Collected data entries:
------------------------
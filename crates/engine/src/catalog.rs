//! Paged product catalog access.
//!
//! The host platform owns the catalog; the engine reads it through
//! [`ProductCatalog`] in fixed-size pages so a full sync never materializes
//! the whole catalog at once.

use kiyoh_sync_core::{ProductRecord, StoreScope};
use thiserror::Error;

/// Catalog read failure. Treated as run-fatal when counting candidates and
/// batch-local when reading a page.
#[derive(Debug, Clone, Error)]
#[error("catalog read failed: {0}")]
pub struct CatalogError(pub String);

/// Coarse exclusion filter pushed down to the catalog query.
///
/// The eligibility filter re-applies the same rules per product afterwards;
/// the query-level filter just keeps excluded rows out of the page reads.
#[derive(Debug, Clone, Default)]
pub struct CatalogQuery {
    pub excluded_types: Vec<String>,
    pub excluded_codes: Vec<String>,
}

impl CatalogQuery {
    /// Whether a product passes the query-level exclusions.
    #[must_use]
    pub fn matches(&self, product: &ProductRecord) -> bool {
        !self.excluded_types.contains(&product.type_id) && !self.excluded_codes.contains(&product.sku)
    }
}

/// Paged catalog reader implemented by the host.
///
/// Pages are 1-based, mirroring the host platform's collection paging.
pub trait ProductCatalog: Send + Sync {
    /// Number of candidate products for the scope under `query`.
    fn count(&self, scope: StoreScope, query: &CatalogQuery) -> Result<usize, CatalogError>;

    /// Read one page of candidates.
    fn page(
        &self,
        scope: StoreScope,
        query: &CatalogQuery,
        page: usize,
        page_size: usize,
    ) -> Result<Vec<ProductRecord>, CatalogError>;
}

/// In-memory [`ProductCatalog`] over a fixed product list, for tests and the
/// CLI's file-backed catalog.
#[derive(Debug, Clone, Default)]
pub struct MemoryCatalog {
    products: Vec<ProductRecord>,
}

impl MemoryCatalog {
    #[must_use]
    pub fn new(products: Vec<ProductRecord>) -> Self {
        Self { products }
    }

    fn candidates(&self, scope: StoreScope, query: &CatalogQuery) -> Vec<&ProductRecord> {
        self.products
            .iter()
            .filter(|p| scope.as_u32() == 0 || p.scope == scope)
            .filter(|p| query.matches(p))
            .collect()
    }
}

impl ProductCatalog for MemoryCatalog {
    fn count(&self, scope: StoreScope, query: &CatalogQuery) -> Result<usize, CatalogError> {
        Ok(self.candidates(scope, query).len())
    }

    fn page(
        &self,
        scope: StoreScope,
        query: &CatalogQuery,
        page: usize,
        page_size: usize,
    ) -> Result<Vec<ProductRecord>, CatalogError> {
        let start = page.saturating_sub(1) * page_size;
        Ok(self
            .candidates(scope, query)
            .into_iter()
            .skip(start)
            .take(page_size)
            .cloned()
            .collect())
    }
}
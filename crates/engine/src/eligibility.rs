//! Per-product sync exclusion rules.

use kiyoh_sync_core::ProductRecord;
use tracing::debug;

use crate::config::ScopedConfig;

/// Whether a product qualifies for catalog sync under the scope's settings.
///
/// A product needs a SKU and a name, must not carry an excluded type tag, and
/// must not be on the excluded-SKU list. The exclusion lists are re-read from
/// configuration on every call; nothing is cached across products.
#[must_use]
pub fn is_eligible(product: &ProductRecord, config: &ScopedConfig<'_>) -> bool {
    if product.sku.trim().is_empty() || product.name.trim().is_empty() {
        return false;
    }

    if config.excluded_product_types().contains(&product.type_id) {
        debug!(sku = %product.sku, type_id = %product.type_id, "product excluded by type");
        return false;
    }

    if config.excluded_product_codes().contains(&product.sku) {
        debug!(sku = %product.sku, "product excluded by SKU");
        return false;
    }

    true
}
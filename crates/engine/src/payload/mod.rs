//! Wire payload construction for the review-platform API.
//!
//! Builders turn host records into the exact JSON shapes the upstream
//! endpoints expect. They perform no I/O; the client sends what they build.

mod invitation;
mod product;

pub use invitation::*;
pub use product::*;
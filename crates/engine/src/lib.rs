//! Kiyoh Sync Engine - catalog synchronization and review invitations.
//!
//! This crate reconciles a commerce catalog with the Kiyoh/Klantenvertellen
//! review platform and dispatches post-purchase review invitations. The host
//! platform provides the collaborators (configuration store, product catalog,
//! locale resolver); the engine provides the decisions and the single network
//! boundary.
//!
//! # Architecture
//!
//! - [`config`] - Scope-qualified configuration access ([`config::ConfigSource`])
//! - [`catalog`] - Paged catalog reads ([`catalog::ProductCatalog`])
//! - [`locale`] - Locale-to-language mapping and the host locale resolver
//! - [`payload`] - Wire payload builders for products and invitations
//! - [`client`] - The review-platform HTTP client ([`client::KiyohClient`])
//! - [`eligibility`] - Per-product sync exclusion rules
//! - [`sync`] - Batched full-catalog sync orchestration
//! - [`dispatcher`] - Order-event invitation dispatch with conditional retry
//! - [`events`] - Catalog save/delete event handlers
//!
//! Every invocation runs to completion on the calling task with sequential,
//! bounded-timeout requests. The engine keeps no state between invocations;
//! concurrent runs are independent and safe, but not deduplicated.

#![cfg_attr(not(test), forbid(unsafe_code))]

pub mod catalog;
pub mod client;
pub mod config;
pub mod dispatcher;
pub mod eligibility;
pub mod events;
pub mod locale;
pub mod payload;
pub mod sync;

pub use client::KiyohClient;
pub use dispatcher::InvitationDispatcher;
pub use sync::ProductSyncService;
//! Product upsert payload.

use kiyoh_sync_core::{IMAGE_NO_SELECTION, ProductRecord};
use serde::Serialize;
use thiserror::Error;
use url::Url;

/// A product record that cannot be synced at all.
///
/// Only a blank SKU or name is fatal; every optional attribute is simply
/// omitted from the payload when unusable.
#[derive(Debug, Clone, PartialEq, Eq, Error)]
#[error("product {sku:?} must have a SKU and a name")]
pub struct InvalidProduct {
    /// SKU of the offending record, possibly blank.
    pub sku: String,
}

/// Body for the product upsert endpoints.
#[derive(Debug, Clone, PartialEq, Eq, Serialize)]
pub struct ProductPayload {
    pub location_id: String,
    pub product_code: String,
    pub product_name: String,
    pub source_url: String,
    pub image_url: String,
    pub active: bool,
    #[serde(skip_serializing_if = "Option::is_none")]
    pub skus: Option<Vec<String>>,
    #[serde(skip_serializing_if = "Option::is_none")]
    pub gtins: Option<Vec<String>>,
    #[serde(skip_serializing_if = "Option::is_none")]
    pub mpns: Option<Vec<String>>,
    #[serde(skip_serializing_if = "Option::is_none")]
    pub cluster_code: Option<String>,
}

/// Build the upsert payload for one product.
///
/// # Errors
///
/// Returns [`InvalidProduct`] when the record has no SKU or no name.
pub fn build_product_payload(
    product: &ProductRecord,
    location_id: &str,
) -> Result<ProductPayload, InvalidProduct> {
    if product.sku.trim().is_empty() || product.name.trim().is_empty() {
        return Err(InvalidProduct {
            sku: product.sku.clone(),
        });
    }

    let source_url = product
        .url
        .as_deref()
        .filter(|u| is_absolute_http_url(u))
        .map_or_else(|| fallback_product_url(&product.sku), String::from);

    let image_url = product
        .image_url
        .as_deref()
        .filter(|u| *u != IMAGE_NO_SELECTION)
        .filter(|u| is_absolute_http_url(u))
        .map_or_else(|| fallback_image_url(&product.name), String::from);

    let skus = product
        .secondary_sku
        .as_ref()
        .filter(|s| !s.trim().is_empty() && **s != product.sku)
        .map(|s| vec![s.clone()]);

    let gtins = product
        .gtin
        .as_ref()
        .filter(|g| is_valid_gtin(g))
        .map(|g| vec![g.clone()]);

    let mpns = product
        .mpn
        .as_ref()
        .filter(|m| !m.trim().is_empty())
        .map(|m| vec![m.clone()]);

    let cluster_code = product
        .brand
        .as_ref()
        .filter(|b| !b.trim().is_empty())
        .cloned();

    Ok(ProductPayload {
        location_id: location_id.to_string(),
        product_code: product.sku.clone(),
        product_name: product.name.clone(),
        source_url,
        image_url,
        active: true,
        skus,
        gtins,
        mpns,
        cluster_code,
    })
}

/// The upstream only accepts 13-digit GTINs.
fn is_valid_gtin(gtin: &str) -> bool {
    gtin.len() == 13 && gtin.bytes().all(|b| b.is_ascii_digit())
}

fn is_absolute_http_url(value: &str) -> bool {
    Url::parse(value)
        .map(|url| matches!(url.scheme(), "http" | "https") && url.has_host())
        .unwrap_or(false)
}

fn fallback_product_url(sku: &str) -> String {
    format!(
        "https://example.com/product/{}",
        urlencoding::encode(&sku.to_lowercase())
    )
}

fn fallback_image_url(name: &str) -> String {
    format!(
        "https://via.placeholder.com/300x300.png?text={}",
        urlencoding::encode(name)
    )
}
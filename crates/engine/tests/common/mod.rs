//! Shared fixtures for the integration tests.

// Each test binary compiles this module separately and uses a subset of it.
#![allow(dead_code)]

use kiyoh_sync::catalog::{CatalogError, CatalogQuery, ProductCatalog};
use kiyoh_sync::config::{MemoryConfig, paths};
use kiyoh_sync_core::{OrderItem, OrderRecord, ProductRecord, StoreScope};
use rust_decimal::Decimal;

pub const SCOPE: StoreScope = StoreScope::new(1);
pub const TOKEN: &str = "test-api-token";
pub const LOCATION: &str = "1054321";

/// Configuration with the integration fully enabled for [`SCOPE`].
pub fn enabled_config() -> MemoryConfig {
    MemoryConfig::new()
        .with(SCOPE, paths::ENABLED, "1")
        .with(SCOPE, paths::INVITATIONS_ENABLED, "1")
        .with(SCOPE, paths::PRODUCT_SYNC_ENABLED, "1")
        .with(SCOPE, paths::API_TOKEN, TOKEN)
        .with(SCOPE, paths::LOCATION_ID, LOCATION)
        .with(SCOPE, paths::ORDER_STATUS_TRIGGER, "complete,shipped")
}

pub fn product(sku: &str) -> ProductRecord {
    let mut p = ProductRecord::new(sku, format!("Product {sku}"));
    p.type_id = "simple".to_string();
    p.url = Some(format!("https://shop.example.com/{sku}"));
    p.image_url = Some(format!("https://shop.example.com/media/{sku}.jpg"));
    p.scope = SCOPE;
    p
}

pub fn products(count: usize) -> Vec<ProductRecord> {
    (1..=count).map(|i| product(&format!("SKU{i:04}"))).collect()
}

pub fn order(items: Vec<OrderItem>) -> OrderRecord {
    OrderRecord {
        id: 42,
        increment_id: Some("100000042".to_string()),
        customer_email: Some("jo@example.com".to_string()),
        customer_firstname: Some("Jo".to_string()),
        customer_lastname: Some("Doe".to_string()),
        customer_group_id: Some("1".to_string()),
        status: "complete".to_string(),
        scope: SCOPE,
        shipping_address: None,
        items,
    }
}

pub fn line_item(sku: &str, price_cents: i64) -> OrderItem {
    OrderItem::new(Some(product(sku)), Decimal::new(price_cents, 2))
}

/// Catalog that ignores the query-level filters, to exercise the
/// orchestrator's own eligibility re-check.
pub struct RawCatalog(pub Vec<ProductRecord>);

impl ProductCatalog for RawCatalog {
    fn count(&self, _scope: StoreScope, _query: &CatalogQuery) -> Result<usize, CatalogError> {
        Ok(self.0.len())
    }

    fn page(
        &self,
        _scope: StoreScope,
        _query: &CatalogQuery,
        page: usize,
        page_size: usize,
    ) -> Result<Vec<ProductRecord>, CatalogError> {
        Ok(self
            .0
            .iter()
            .skip(page.saturating_sub(1) * page_size)
            .take(page_size)
            .cloned()
            .collect())
    }
}

/// Catalog whose count call fails, to exercise the run-fatal path.
pub struct BrokenCatalog;

impl ProductCatalog for BrokenCatalog {
    fn count(&self, _scope: StoreScope, _query: &CatalogQuery) -> Result<usize, CatalogError> {
        Err(CatalogError("connection reset".to_string()))
    }

    fn page(
        &self,
        _scope: StoreScope,
        _query: &CatalogQuery,
        _page: usize,
        _page_size: usize,
    ) -> Result<Vec<ProductRecord>, CatalogError> {
        Err(CatalogError("connection reset".to_string()))
    }
}
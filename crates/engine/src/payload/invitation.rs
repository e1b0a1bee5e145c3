//! Invitation payload.

use kiyoh_sync_core::OrderRecord;
use serde::Serialize;
use tracing::debug;

use crate::config::{DEFAULT_DELAY_DAYS, ScopedConfig};
use crate::locale::{LocaleSource, map_language};

/// Reference code used when an order carries no increment id.
const FALLBACK_REFERENCE_CODE: &str = "test-order";

/// Body for the invitation endpoint, minus the `product_invite` flag the
/// client attaches at send time.
#[derive(Debug, Clone, PartialEq, Eq, Serialize)]
pub struct InvitationPayload {
    pub location_id: String,
    pub invite_email: String,
    /// Days the platform waits before mailing the customer.
    pub delay: u32,
    pub language: String,
    #[serde(skip_serializing_if = "Option::is_none")]
    pub first_name: Option<String>,
    #[serde(skip_serializing_if = "Option::is_none")]
    pub last_name: Option<String>,
    pub reference_code: String,
    #[serde(skip_serializing_if = "Option::is_none")]
    pub product_code: Option<Vec<String>>,
}

/// Build the invitation payload for an order.
///
/// `delay` keeps an explicitly configured `0`; only an absent setting falls
/// back to [`DEFAULT_DELAY_DAYS`]. Customer names fall back to the shipping
/// address per field. `product_code` is attached only when `product_codes`
/// is non-empty.
#[must_use]
pub fn build_invitation_payload(
    order: &OrderRecord,
    product_codes: &[String],
    config: &ScopedConfig<'_>,
    locale: &dyn LocaleSource,
) -> InvitationPayload {
    let delay = config.delay_days().unwrap_or(DEFAULT_DELAY_DAYS);
    let language = detect_language(order, config, locale);

    let shipping = order.shipping_address.as_ref();
    let first_name = order
        .customer_firstname
        .clone()
        .or_else(|| shipping.and_then(|a| a.firstname.clone()));
    let last_name = order
        .customer_lastname
        .clone()
        .or_else(|| shipping.and_then(|a| a.lastname.clone()));

    InvitationPayload {
        location_id: config.location_id().unwrap_or_default(),
        invite_email: order.customer_email.clone().unwrap_or_default(),
        delay,
        language,
        first_name,
        last_name,
        reference_code: order
            .increment_id
            .clone()
            .unwrap_or_else(|| FALLBACK_REFERENCE_CODE.to_string()),
        product_code: if product_codes.is_empty() {
            None
        } else {
            Some(product_codes.to_vec())
        },
    }
}

/// Resolve the invitation language for an order.
///
/// The active locale from the resolver wins; the store's own locale setting
/// is the second choice; the configured fallback language closes the gap.
fn detect_language(
    order: &OrderRecord,
    config: &ScopedConfig<'_>,
    locale: &dyn LocaleSource,
) -> String {
    let fallback = config.fallback_language();

    if let Some(current) = locale.current_locale(order.scope) {
        return map_language(&current, &fallback);
    }

    if let Some(store_locale) = config.store_locale() {
        return map_language(&store_locale, &fallback);
    }

    debug!(order_id = order.id, fallback = %fallback, "no locale resolvable for order, using fallback language");
    fallback
}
------------------------
Say how many lines in the records hold "ProductPayload", with the number as the whole reply.

3